//! Loading and validation of settings.
//!
//! Values defined in the configuration file can be overridden by environment variables. An example
//! configuration file can be found in the `configs/` directory located in the repository root.

use std::{fmt, path::Path};

use config::{Config, ConfigError, Environment, File};
use serde::{
    de::{self, Deserializer, Visitor},
    Deserialize,
};
use thiserror::Error;
use tracing_subscriber::filter::EnvFilter;
use validator::{Validate, ValidationError, ValidationErrors};

use fedsum_core::{model::Shape, share::MIN_PIECES};

#[derive(Error, Debug)]
/// An error related to loading and validation of settings.
pub enum SettingsError {
    #[error("configuration loading failed: {0}")]
    Loading(#[from] ConfigError),
    #[error("validation failed: {0}")]
    Validation(#[from] ValidationErrors),
}

#[derive(Debug, Validate, Deserialize)]
/// The combined settings.
///
/// Each section in the configuration file corresponds to the identically named settings field.
pub struct Settings {
    pub api: ApiSettings,
    #[validate]
    pub party: PartySettings,
    #[validate]
    pub model: ModelSettings,
    pub log: LoggingSettings,
}

impl Settings {
    /// Loads and validates the settings via a configuration file.
    ///
    /// # Errors
    /// Fails when the loading of the configuration file or its validation failed.
    pub fn new(path: impl AsRef<Path>) -> Result<Self, SettingsError> {
        let settings: Settings = Self::load(path)?;
        settings.validate()?;
        Ok(settings)
    }

    fn load(path: impl AsRef<Path>) -> Result<Self, ConfigError> {
        Config::builder()
            .add_source(File::from(path.as_ref()))
            .add_source(Environment::with_prefix("fedsum").separator("__"))
            .build()?
            .try_deserialize()
    }
}

#[derive(Debug, Deserialize, Clone)]
/// Websocket API settings.
pub struct ApiSettings {
    /// The address to which the websocket endpoint should be bound.
    ///
    /// # Examples
    ///
    /// **TOML**
    /// ```text
    /// [api]
    /// bind_address = "0.0.0.0:4000"
    /// # or
    /// bind_address = "127.0.0.1:4000"
    /// ```
    ///
    /// **Environment variable**
    /// ```text
    /// FEDSUM__API__BIND_ADDRESS=127.0.0.1:4000
    /// ```
    pub bind_address: std::net::SocketAddr,
}

#[derive(Debug, Validate, Deserialize, Clone, Copy)]
#[validate(schema(function = "validate_party"))]
/// Party formation settings.
pub struct PartySettings {
    /// The number of participants that jointly compute one sum. Every participant receives
    /// `size - 1` pieces from its friends. The value must be at least `2`.
    ///
    /// # Examples
    ///
    /// **TOML**
    /// ```text
    /// [party]
    /// size = 3
    /// ```
    ///
    /// **Environment variable**
    /// ```text
    /// FEDSUM__PARTY__SIZE=3
    /// ```
    #[serde(default = "default_party_size")]
    pub size: usize,

    /// Whether a participant that disconnects before its party produced a sum is removed from
    /// the party.
    ///
    /// When enabled, the partial sums already recorded for the remaining members are discarded,
    /// since they contain pieces of the departed participant, and the remaining members are told
    /// to leave it out via a `leave` message. The free slot is filled by the next enrollment.
    ///
    /// When disabled, the departed participant stays expected and its party never completes.
    ///
    /// # Examples
    ///
    /// **TOML**
    /// ```text
    /// [party]
    /// evict_on_disconnect = true
    /// ```
    ///
    /// **Environment variable**
    /// ```text
    /// FEDSUM__PARTY__EVICT_ON_DISCONNECT=true
    /// ```
    #[serde(default)]
    pub evict_on_disconnect: bool,
}

fn default_party_size() -> usize {
    3
}

/// A wrapper for validate derive.
fn validate_party(s: &PartySettings) -> Result<(), ValidationError> {
    // the party size is the number of pieces an update is split into
    if s.size < MIN_PIECES {
        Err(ValidationError::new("a party needs at least two participants"))
    } else {
        Ok(())
    }
}

#[derive(Debug, Validate, Deserialize, Clone)]
#[validate(schema(function = "validate_model"))]
/// Model settings.
pub struct ModelSettings {
    /// The shapes of the parameter tensors of the reference architecture, in order. Partial sums
    /// are validated against them.
    ///
    /// # Examples
    ///
    /// **TOML**
    /// ```text
    /// [model]
    /// shapes = [[3, 3, 1, 16], [16], [288, 64], [64]]
    /// ```
    pub shapes: Vec<Shape>,

    /// The value every parameter of the initial model is set to.
    ///
    /// # Examples
    ///
    /// **TOML**
    /// ```text
    /// [model]
    /// initial_value = 1.0
    /// ```
    ///
    /// **Environment variable**
    /// ```text
    /// FEDSUM__MODEL__INITIAL_VALUE=1.0
    /// ```
    #[serde(default = "default_initial_value")]
    pub initial_value: f32,
}

fn default_initial_value() -> f32 {
    1.0
}

impl ModelSettings {
    /// Checks the model settings.
    fn validate_model(&self) -> Result<(), ValidationError> {
        if self.shapes.is_empty() {
            return Err(ValidationError::new("the model has no parameters"));
        }
        if self.shapes.iter().any(|shape| shape.contains(&0)) {
            return Err(ValidationError::new("shapes must not have empty dimensions"));
        }
        if !self.initial_value.is_finite() {
            return Err(ValidationError::new("the initial value must be finite"));
        }
        Ok(())
    }
}

/// A wrapper for validate derive.
fn validate_model(s: &ModelSettings) -> Result<(), ValidationError> {
    s.validate_model()
}

#[derive(Debug, Deserialize)]
/// Logging settings.
pub struct LoggingSettings {
    /// A comma-separated list of logging directives. More information about logging directives
    /// can be found [here].
    ///
    /// # Examples
    ///
    /// **TOML**
    /// ```text
    /// [log]
    /// filter = "info"
    /// ```
    ///
    /// **Environment variable**
    /// ```text
    /// FEDSUM__LOG__FILTER=info
    /// ```
    ///
    /// [here]: https://docs.rs/tracing-subscriber/0.3/tracing_subscriber/filter/struct.EnvFilter.html#directives
    #[serde(deserialize_with = "deserialize_env_filter")]
    pub filter: EnvFilter,
}

fn deserialize_env_filter<'de, D>(deserializer: D) -> Result<EnvFilter, D::Error>
where
    D: Deserializer<'de>,
{
    struct EnvFilterVisitor;

    impl<'de> Visitor<'de> for EnvFilterVisitor {
        type Value = EnvFilter;

        fn expecting(&self, formatter: &mut fmt::Formatter) -> fmt::Result {
            write!(formatter, "a valid tracing filter directive: https://docs.rs/tracing-subscriber/0.3/tracing_subscriber/filter/struct.EnvFilter.html#directives")
        }

        fn visit_str<E>(self, value: &str) -> Result<Self::Value, E>
        where
            E: de::Error,
        {
            EnvFilter::try_new(value)
                .map_err(|_| de::Error::invalid_value(serde::de::Unexpected::Str(value), &self))
        }
    }

    deserializer.deserialize_str(EnvFilterVisitor)
}
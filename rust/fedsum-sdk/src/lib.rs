#![cfg_attr(docsrs, feature(doc_cfg))]
//! This crate provides building blocks for implementing participants of the fedsum secure sum
//! protocol.
//!
//! A participant enrolls with the coordinator and is placed in a party. Once every member of the
//! party is known, it splits its private update into additive pieces, keeps one and sends one,
//! encrypted, to every other member. When it holds a piece from every other member it adds them
//! to the piece it kept and submits the result as its partial sum. No single partial sum reveals
//! an update, but their total is the total of the party's updates.
//!
//! # Running a participant
//!
//! The protocol is implemented by the [`StateMachine`]. It doesn't do any IO by itself: it sends
//! messages through a [`CoordinatorClient`] and emits notifications through a [`Notify`]
//! implementation, while the messages of the coordinator are fed to it by the caller.
//!
//! The [`Agent`] wraps a state machine and a websocket connection in a background task:
//!
//! ```no_run
//! # async fn run() -> Result<(), fedsum_sdk::AgentError> {
//! use fedsum_core::model::{PrivatePart, Weights};
//! use fedsum_sdk::{settings::ParticipantSettings, Agent, PassiveNotifier, StartOutcome};
//!
//! let url = "ws://127.0.0.1:4000".parse().expect("valid url");
//! let agent = Agent::connect(ParticipantSettings::new(url), PassiveNotifier).await?;
//! agent.enroll().await?;
//!
//! let update = PrivatePart::new(10, Weights::filled(&[vec![2, 2]], 0.5));
//! while let StartOutcome::RosterIncomplete { .. } = agent.start(update.clone()).await? {
//!     tokio::time::sleep(std::time::Duration::from_millis(100)).await;
//! }
//! let model = agent.wait_for_model().await?;
//! # Ok(())
//! # }
//! ```

pub mod agent;
pub mod client;
pub mod settings;
mod state_machine;
mod traits;

pub use self::{
    agent::{Agent, AgentError},
    state_machine::{
        PassiveNotifier,
        PhaseName,
        Progress,
        ProtocolError,
        StartOutcome,
        StateMachine,
    },
    traits::{CoordinatorClient, Notify},
};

* _Your instructions_: Retype the records above, but only those lines that fall between the line containing "valid tracing filter" and the line containing "#![cfg_attr(docsrs, feature(doc_cfg))]", with both of those lines included, exactly as written.

* _Written solution_:
            write!(formatter, "a valid tracing filter directive: https://docs.rs/tracing-subscriber/0.3/tracing_subscriber/filter/struct.EnvFilter.html#directives")
        }

        fn visit_str<E>(self, value: &str) -> Result<Self::Value, E>
        where
            E: de::Error,
        {
            EnvFilter::try_new(value)
                .map_err(|_| de::Error::invalid_value(serde::de::Unexpected::Str(value), &self))
        }
    }

    deserializer.deserialize_str(EnvFilterVisitor)
}
filename rust/fedsum-sdk/src/lib.rs
#![cfg_attr(docsrs, feature(doc_cfg))]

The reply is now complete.